Exercise requirements: Could every line below be written out exactly as it appears?

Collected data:

:::::

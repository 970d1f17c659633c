//! Repository layer for saved charts.
//!
//! # Responsibility
//! - Define the storage capability (`get/put/delete/list`) services depend on.
//! - Isolate SQLite query details from service orchestration.
//!
//! # Invariants
//! - Repository APIs return semantic errors (`NotFound`) in addition to DB
//!   transport errors.

pub mod chart_repo;
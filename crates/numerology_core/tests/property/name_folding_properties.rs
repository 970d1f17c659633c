use numerology_core::PersonName;
use proptest::prelude::*;
use proptest::sample::select;

/// Accented letters from Latin Extended-A, Extended-B and Extended
/// Additional, paired with their base letter.
const ACCENTED_LETTERS: &[(char, char)] = &[
    ('Ā', 'A'), ('ă', 'a'), ('Ą', 'A'), ('ć', 'c'), ('Č', 'C'), ('ď', 'd'),
    ('Đ', 'D'), ('ē', 'e'), ('Ě', 'E'), ('ğ', 'g'), ('Ħ', 'H'), ('ĩ', 'i'),
    ('İ', 'I'), ('ĵ', 'j'), ('ķ', 'k'), ('Ł', 'L'), ('ń', 'n'), ('Ň', 'N'),
    ('ő', 'o'), ('ŕ', 'r'), ('ś', 's'), ('Š', 'S'), ('ţ', 't'), ('Ŧ', 'T'),
    ('ũ', 'u'), ('Ů', 'U'), ('ŵ', 'w'), ('ŷ', 'y'), ('ź', 'z'), ('Ž', 'Z'),
    ('Ǎ', 'A'), ('ǐ', 'i'), ('Ǒ', 'O'), ('ǔ', 'u'), ('ǧ', 'g'), ('Ǹ', 'N'),
    ('ǰ', 'j'), ('ǫ', 'o'), ('ȁ', 'a'), ('Ȩ', 'E'), ('ȋ', 'i'), ('ȓ', 'r'),
    ('ȗ', 'u'), ('Ȟ', 'H'), ('ḃ', 'b'), ('Ḉ', 'C'), ('ḋ', 'd'), ('ḟ', 'f'),
    ('ḡ', 'g'), ('ḥ', 'h'), ('ḱ', 'k'), ('ḷ', 'l'), ('Ḿ', 'M'), ('ṕ', 'p'),
    ('ṛ', 'r'), ('ṩ', 's'), ('ẗ', 't'), ('Ṽ', 'V'), ('ẅ', 'w'), ('ẋ', 'x'),
    ('Ạ', 'A'), ('ễ', 'e'), ('ỹ', 'y'), ('ẓ', 'z'), ('Ø', 'O'), ('ø', 'o'),
];

fn letters_of(input: &str) -> Vec<char> {
    PersonName::parse(input).unwrap().letters().to_vec()
}

proptest! {
    #[test]
    fn accented_letters_fold_to_their_base_letter(
        pairs in prop::collection::vec(select(ACCENTED_LETTERS), 1..24),
    ) {
        let accented: String = pairs.iter().map(|(accented, _)| *accented).collect();
        let plain: String = pairs.iter().map(|(_, base)| *base).collect();
        prop_assert_eq!(letters_of(&accented), letters_of(&plain));
    }

    #[test]
    fn folded_letters_are_ascii_uppercase(name in "[A-Za-zÀ-ɏḀ-ỿ ]{1,40}") {
        if let Ok(parsed) = PersonName::parse(&name) {
            prop_assert!(parsed.letters().iter().all(char::is_ascii_uppercase));
        }
    }
}
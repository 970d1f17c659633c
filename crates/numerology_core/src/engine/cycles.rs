//! Life cycles.
//!
//! Month maps to C1, day to C2 and year to C3. Which cycle is current is
//! decided only by age against [`CycleBoundaries`].

use crate::engine::config::CycleBoundaries;
use crate::engine::reduce::reduce;
use crate::model::birth_date::BirthDate;
use crate::model::chart::{CyclePosition, LifeCycles};

pub fn life_cycles(birth: &BirthDate) -> LifeCycles {
    LifeCycles {
        c1: reduce(birth.month()),
        c2: reduce(birth.day()),
        c3: reduce(birth.year_digits()),
    }
}

/// C1 below `first_end`, C2 below `second_end`, C3 otherwise.
pub fn cycle_for_age(age: u32, boundaries: &CycleBoundaries) -> CyclePosition {
    if age < boundaries.first_end {
        CyclePosition::First
    } else if age < boundaries.second_end {
        CyclePosition::Second
    } else {
        CyclePosition::Third
    }
}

:::::

Task answer:
repository 970d1f17c659633c
//! Repository layer for saved charts.
//!
//! # Responsibility
//! - Define the storage capability (`get/put/delete/list`) services depend on.
//! - Isolate SQLite query details from service orchestration.
//!
//! # Invariants
//! - Repository APIs return semantic errors (`NotFound`) in addition to DB
//!   transport errors.

pub mod chart_repo;
filename crates/numerology_core/tests/property/name_folding_properties.rs
repository 970d1f17c659633c
use numerology_core::PersonName;
use proptest::prelude::*;
use proptest::sample::select;

/// Accented letters from Latin Extended-A, Extended-B and Extended
/// Additional, paired with their base letter.
const ACCENTED_LETTERS: &[(char, char)] = &[
    ('Ā', 'A'), ('ă', 'a'), ('Ą', 'A'), ('ć', 'c'), ('Č', 'C'), ('ď', 'd'),
    ('Đ', 'D'), ('ē', 'e'), ('Ě', 'E'), ('ğ', 'g'), ('Ħ', 'H'), ('ĩ', 'i'),
    ('İ', 'I'), ('ĵ', 'j'), ('ķ', 'k'), ('Ł', 'L'), ('ń', 'n'), ('Ň', 'N'),
    ('ő', 'o'), ('ŕ', 'r'), ('ś', 's'), ('Š', 'S'), ('ţ', 't'), ('Ŧ', 'T'),
    ('ũ', 'u'), ('Ů', 'U'), ('ŵ', 'w'), ('ŷ', 'y'), ('ź', 'z'), ('Ž', 'Z'),
    ('Ǎ', 'A'), ('ǐ', 'i'), ('Ǒ', 'O'), ('ǔ', 'u'), ('ǧ', 'g'), ('Ǹ', 'N'),
    ('ǰ', 'j'), ('ǫ', 'o'), ('ȁ', 'a'), ('Ȩ', 'E'), ('ȋ', 'i'), ('ȓ', 'r'),
    ('ȗ', 'u'), ('Ȟ', 'H'), ('ḃ', 'b'), ('Ḉ', 'C'), ('ḋ', 'd'), ('ḟ', 'f'),
    ('ḡ', 'g'), ('ḥ', 'h'), ('ḱ', 'k'), ('ḷ', 'l'), ('Ḿ', 'M'), ('ṕ', 'p'),
    ('ṛ', 'r'), ('ṩ', 's'), ('ẗ', 't'), ('Ṽ', 'V'), ('ẅ', 'w'), ('ẋ', 'x'),
    ('Ạ', 'A'), ('ễ', 'e'), ('ỹ', 'y'), ('ẓ', 'z'), ('Ø', 'O'), ('ø', 'o'),
];

fn letters_of(input: &str) -> Vec<char> {
    PersonName::parse(input).unwrap().letters().to_vec()
}

proptest! {
    #[test]
    fn accented_letters_fold_to_their_base_letter(
        pairs in prop::collection::vec(select(ACCENTED_LETTERS), 1..24),
    ) {
        let accented: String = pairs.iter().map(|(accented, _)| *accented).collect();
        let plain: String = pairs.iter().map(|(_, base)| *base).collect();
        prop_assert_eq!(letters_of(&accented), letters_of(&plain));
    }

    #[test]
    fn folded_letters_are_ascii_uppercase(name in "[A-Za-zÀ-ɏḀ-ỿ ]{1,40}") {
        if let Ok(parsed) = PersonName::parse(&name) {
            prop_assert!(parsed.letters().iter().all(char::is_ascii_uppercase));
        }
    }
}
repository 970d1f17c659633c
filename crates/numerology_core/src/engine/cycles.rs
//! Life cycles.
//!
//! Month maps to C1, day to C2 and year to C3. Which cycle is current is
//! decided only by age against [`CycleBoundaries`].

use crate::engine::config::CycleBoundaries;
use crate::engine::reduce::reduce;
use crate::model::birth_date::BirthDate;
use crate::model::chart::{CyclePosition, LifeCycles};

pub fn life_cycles(birth: &BirthDate) -> LifeCycles {
    LifeCycles {
        c1: reduce(birth.month()),
        c2: reduce(birth.day()),
        c3: reduce(birth.year_digits()),
    }
}

/// C1 below `first_end`, C2 below `second_end`, C3 otherwise.
pub fn cycle_for_age(age: u32, boundaries: &CycleBoundaries) -> CyclePosition {
    if age < boundaries.first_end {
        CyclePosition::First
    } else if age < boundaries.second_end {
        CyclePosition::Second
    } else {
        CyclePosition::Third
    }
}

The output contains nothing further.